What have you tried? This isn't the place to dump homework and collect answers :(
 
  • #3
Re: Analytic function III

Already try hard but I really stuck on this question
Please help
 
  • #4
Re: Analytic function III

asqw121 said:
Already try hard but I really stuck on this question
Please help

If you show what you have tried, then our helpers can help, otherwise they are left to do the problem for you, which is of little help to you as far as you being able to work this problem and others like it yourself.
 
  • #5
I would like to first clarify that p(z) is a polynomial function in the complex plane, and p'(z) is its derivative. With that in mind, let's proceed with the proof.

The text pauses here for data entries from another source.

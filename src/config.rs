// ⚙️ Pipeline Configuration - input locations and sampling knobs
// JSON file, every field optional; missing fields take the defaults below

use crate::density::MIN_DENSITY_POINTS;
use crate::geo::SamplingOptions;
use anyhow::{Context, Result};
use serde::{Deserialize, Serialize};
use std::fs;
use std::path::{Path, PathBuf};

#[derive(Debug, Clone, PartialEq, Serialize, Deserialize)]
#[serde(default)]
pub struct PipelineConfig {
    pub data_dir: PathBuf,
    /// Preferred (usually pre-aligned) inputs
    pub nypd_file: String,
    pub lapd_file: String,
    /// Used when the preferred file does not exist
    pub nypd_sample_file: String,
    pub lapd_sample_file: String,
    pub sample_fraction: f64,
    pub sample_seed: u64,
    pub max_unsampled_points: usize,
    pub min_density_points: usize,
    pub server_addr: String,
}

impl Default for PipelineConfig {
    fn default() -> Self {
        PipelineConfig {
            data_dir: PathBuf::from("data"),
            nypd_file: "nypd_aligned.csv".to_string(),
            lapd_file: "lapd_aligned.csv".to_string(),
            nypd_sample_file: "sample_nypd.csv".to_string(),
            lapd_sample_file: "sample_lapd.csv".to_string(),
            sample_fraction: 0.01,
            sample_seed: 42,
            max_unsampled_points: 10_000,
            min_density_points: MIN_DENSITY_POINTS,
            server_addr: "0.0.0.0:3000".to_string(),
        }
    }
}

impl PipelineConfig {
    pub fn from_file(path: &Path) -> Result<Self> {
        let raw = fs::read_to_string(path)
            .with_context(|| format!("Failed to read config file: {}", path.display()))?;
        let config: PipelineConfig = serde_json::from_str(&raw)
            .with_context(|| format!("Failed to parse config file: {}", path.display()))?;
        log::info!("Loaded config from {}", path.display());
        Ok(config)
    }

    /// (NYPD, LAPD) input paths. Each side independently prefers its main file
    /// and falls back to the sample file when the main one is absent.
    pub fn resolve_paths(&self) -> (PathBuf, PathBuf) {
        let pick = |preferred: &str, fallback: &str| {
            let path = self.data_dir.join(preferred);
            if path.exists() {
                path
            } else {
                log::info!("{} not found, using {}", path.display(), fallback);
                self.data_dir.join(fallback)
            }
        };
        (
            pick(&self.nypd_file, &self.nypd_sample_file),
            pick(&self.lapd_file, &self.lapd_sample_file),
        )
    }

    /// Sampling options with an overridden fraction (e.g. from a request)
    pub fn sampling(&self, fraction: Option<f64>) -> SamplingOptions {
        SamplingOptions {
            fraction: fraction.unwrap_or(self.sample_fraction),
            seed: self.sample_seed,
            max_unsampled_points: self.max_unsampled_points,
        }
    }
}

#[cfg(test)]
mod tests {
    use super::*;

    fn scratch_dir(name: &str) -> PathBuf {
        let dir = std::env::temp_dir().join(format!("arrest_compare_config_{}_{}", name, std::process::id()));
        fs::create_dir_all(&dir).unwrap();
        dir
    }

    #[test]
    fn test_partial_json_uses_defaults() {
        let dir = scratch_dir("partial");
        let path = dir.join("config.json");
        fs::write(&path, r#"{ "sample_fraction": 0.05, "data_dir": "/srv/arrests" }"#).unwrap();

        let config = PipelineConfig::from_file(&path).unwrap();

        assert_eq!(config.sample_fraction, 0.05);
        assert_eq!(config.data_dir, PathBuf::from("/srv/arrests"));
        assert_eq!(config.sample_seed, 42);
        assert_eq!(config.min_density_points, 11);
        fs::remove_dir_all(&dir).ok();
    }

    #[test]
    fn test_bad_json_is_error() {
        let dir = scratch_dir("bad");
        let path = dir.join("config.json");
        fs::write(&path, "{ not json").unwrap();

        let err = PipelineConfig::from_file(&path).unwrap_err();
        assert!(err.to_string().contains("Failed to parse config file"));
        assert!(PipelineConfig::from_file(&dir.join("absent.json")).is_err());
        fs::remove_dir_all(&dir).ok();
    }

    #[test]
    fn test_resolve_paths_falls_back_per_department() {
        let dir = scratch_dir("resolve");
        fs::write(dir.join("nypd_aligned.csv"), "Data_Source\nNYPD\n").unwrap();

        let config = PipelineConfig {
            data_dir: dir.clone(),
            ..Default::default()
        };
        let (nypd, lapd) = config.resolve_paths();

        assert_eq!(nypd, dir.join("nypd_aligned.csv"));
        assert_eq!(lapd, dir.join("sample_lapd.csv"));
        fs::remove_dir_all(&dir).ok();
    }

    #[test]
    fn test_sampling_override() {
        let config = PipelineConfig::default();
        assert_eq!(config.sampling(None).fraction, 0.01);
        assert_eq!(config.sampling(Some(0.2)).fraction, 0.2);
        assert_eq!(config.sampling(None).max_unsampled_points, 10_000);
    }
}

To begin with, we know that the derivative of a product of functions is given by the sum of the individual derivatives. Therefore, we can express p'(z) as:

p'(z) = A(z-z1)...(z-zn)' + A'(z-z1)...(z-zn) + ... + A(z-z1)...(z-zn-1)(z-zn)'

Now, let's focus on the last term of this expression, A(z-z1)...(z-zn-1)(z-zn)'. We can rewrite this as:

A(z-z1)...(z-zn-1)(z-zn)' = A(z-z1)...(z-zn-1)(1)

Notice that the only term that is affected by the derivative is (z-zn), which has a derivative of 1. Therefore, we can rewrite the entire expression of p'(z) as:

p'(z) = A(z-z1)...(z-zn)' + A'(z-z1)...(z-zn) + ... + A(z-z1)...(z-zn-1)(1)

Now, let's divide both sides by p(z):

p'(z)/p(z) = [A(z-z1)...(z-zn)'/p(z)] + [A'(z-z1)...(z-zn)/p(z)] + ... + [A(z-z1)...(z-zn-1)(1)/p(z)]

Next, we can use the quotient rule to evaluate the first term in the right-hand side:

A(z-z1)...(z-zn)'/p(z) = A'(z-z1)...(z-zn) + A(z-z1)...(z-zn-1)(z-zn)'/[A(z-z1)...(z-zn)]

Notice that the last term in this expression cancels out with the first term in p'(z)/p(z), leaving us with:

p'(z)/p(z) = A'(z-z1)...(z-zn) + ... + A(z-z1)...(z-zn-1)(1)/[A(z-z1)...(z-zn)]

Now,
 

FAQ: Analytic Function II: Complex Calculation

What are analytic functions in complex analysis?

Analytic functions in complex analysis are functions that can be represented by a convergent power series in a complex variable. These functions are differentiable at every point in their domain and have a continuous derivative.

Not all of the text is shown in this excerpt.